Swahili-Speech-To-Text
Table of Contents
Overview
This repository is used for week 4 challenge of 10Academy. The instructions for this project can be found in the challenge document.
Scenario
The World Food Program wants to deploy an intelligent form that collects nutritional information of food bought and sold at markets in two different countries in Africa - Ethiopia and Kenya. The design of this intelligent form requires selected people to install an app on their mobile phone, and whenever they buy food, they use their voice to activate the app to register the list of items they just bought in their own language. The intelligent systems in the app are expected to live to transcribe the speech-to-text and organize the information in an easy-to-process way in a database.

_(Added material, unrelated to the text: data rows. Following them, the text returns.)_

//! Icon index with exact and fuzzy name lookup.

use crate::config::{CaseMatching, SearchConfig};
use iconbook_core::IconEntry;
use nucleo::pattern::{Normalization, Pattern};
use nucleo::{Config as NucleoConfig, Matcher};

/// Icons in document order.
#[derive(Debug, Clone, Default)]
pub(crate) struct Index {
    entries: Vec<IconEntry>,
}

/// Lets nucleo match against the icon name.
struct Candidate<'a>(&'a IconEntry);

impl AsRef<str> for Candidate<'_> {
    fn as_ref(&self) -> &str {
        self.0.name()
    }
}

impl Index {
    pub(crate) fn new(entries: Vec<IconEntry>) -> Self {
        Self { entries }
    }

    pub(crate) fn entries(&self) -> &[IconEntry] {
        &self.entries
    }

    pub(crate) fn len(&self) -> usize {
        self.entries.len()
    }

    pub(crate) fn get(&self, name: &str) -> Option<&IconEntry> {
        self.entries.iter().find(|entry| entry.name() == name)
    }

    /// Best fuzzy matches for `name`, highest score first.
    pub(crate) fn suggest(&self, name: &str, config: &SearchConfig) -> Vec<&IconEntry> {
        let case_matching = match config.case_matching {
            CaseMatching::Sensitive => nucleo::pattern::CaseMatching::Respect,
            CaseMatching::Insensitive => nucleo::pattern::CaseMatching::Ignore,
            CaseMatching::Smart => nucleo::pattern::CaseMatching::Smart,
        };

        let normalization = if config.unicode_normalization {
            Normalization::Smart
        } else {
            Normalization::Never
        };

        let mut matcher = Matcher::new(NucleoConfig::DEFAULT);
        let pattern = Pattern::parse(name, case_matching, normalization);

        pattern
            .match_list(self.entries.iter().map(Candidate), &mut matcher)
            .into_iter()
            .take(config.suggestion_limit)
            .map(|(candidate, _score)| candidate.0)
            .collect()
    }
}
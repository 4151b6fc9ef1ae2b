//! Search results types.

use iconbook_core::IconEntry;
use iconbook_core::collate::sort_for_display;

/// Result set borrowed from the SearchEngine, in index order.
#[derive(Debug, Clone)]
pub struct SearchResults<'a> {
    pub(crate) entries: Vec<&'a IconEntry>,
}

impl<'a> SearchResults<'a> {
    pub fn iter(&self) -> impl Iterator<Item = &'a IconEntry> + '_ {
        self.entries.iter().copied()
    }

    pub fn len(&self) -> usize {
        self.entries.len()
    }

    pub fn is_empty(&self) -> bool {
        self.entries.is_empty()
    }

    /// The results sorted by name, as they are rendered.
    pub fn display_order(&self) -> Vec<&'a IconEntry> {
        let mut sorted = self.entries.clone();
        sort_for_display(&mut sorted);
        sorted
    }
}
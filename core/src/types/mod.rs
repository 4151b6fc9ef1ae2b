pub(crate) mod config;
pub use config::{
    AppConfig, AppConfigError, CaseMatching, Dimension, DimensionError, GeneralConfig,
    SearchSettings, SnippetConfig, SpriteConfig,
};

pub(crate) mod entry;
pub use entry::IconEntry;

You work for the Tenacious data science consultancy, which is chosen to deliver speech-to-text technology for Swahili. Your responsibility is to build a deep learning model that is capable of transcribing a speech to text. The model you produce should be accurate and is robust against background noise.
Approach
The project is divided and implemented by the following phases
- Data pre-processing
- Modelling using deep learning
- Serving predictions on a web interface
- Interpretation & Reporting
Project Structure
The repository has a number of files including python scripts, jupyter notebooks, pdfs and text files. Here is their structure with a brief explanation.
data:
- the folder where the dataset csv files are stored
models:
- the folder where models' pickle files are stored
notebooks:
- EDA.ipynb: a jupyter notebook for exploratory data analysis
- Meta-data Generation.ipynb: a jupyter notebook for extracting the metadata from the transription and audio files
- Audio preprocessing.ipynb: a jupyter notebook for preprocessing the audio data
scripts
- app_logger.py: a python script for logging
- file_handler.py: a python script for handling reading and writing of csv, pickle and other files
tests:
- the folder containing unit tests for components in the scripts
logs:
- the folder containing log files (if it doesn't exist it will be created once logging starts)
root folder
- 10 Academy Batch 4 - Week 3 Challenge.pdf: the challenge document
- requirements.txt: a text file lsiting the projet's dependancies
setup.py
: a configuration file for installing the scripts as a package- README.md: Markdown text with a brief explanation of the project and the repository structure.
Installation guide
git clone https://github.com/10-Academy-Batch-4-Week-4/Swahili-Speech-To-Text
cd Swahili-Speech-To-Text
pip install -r requirements.txt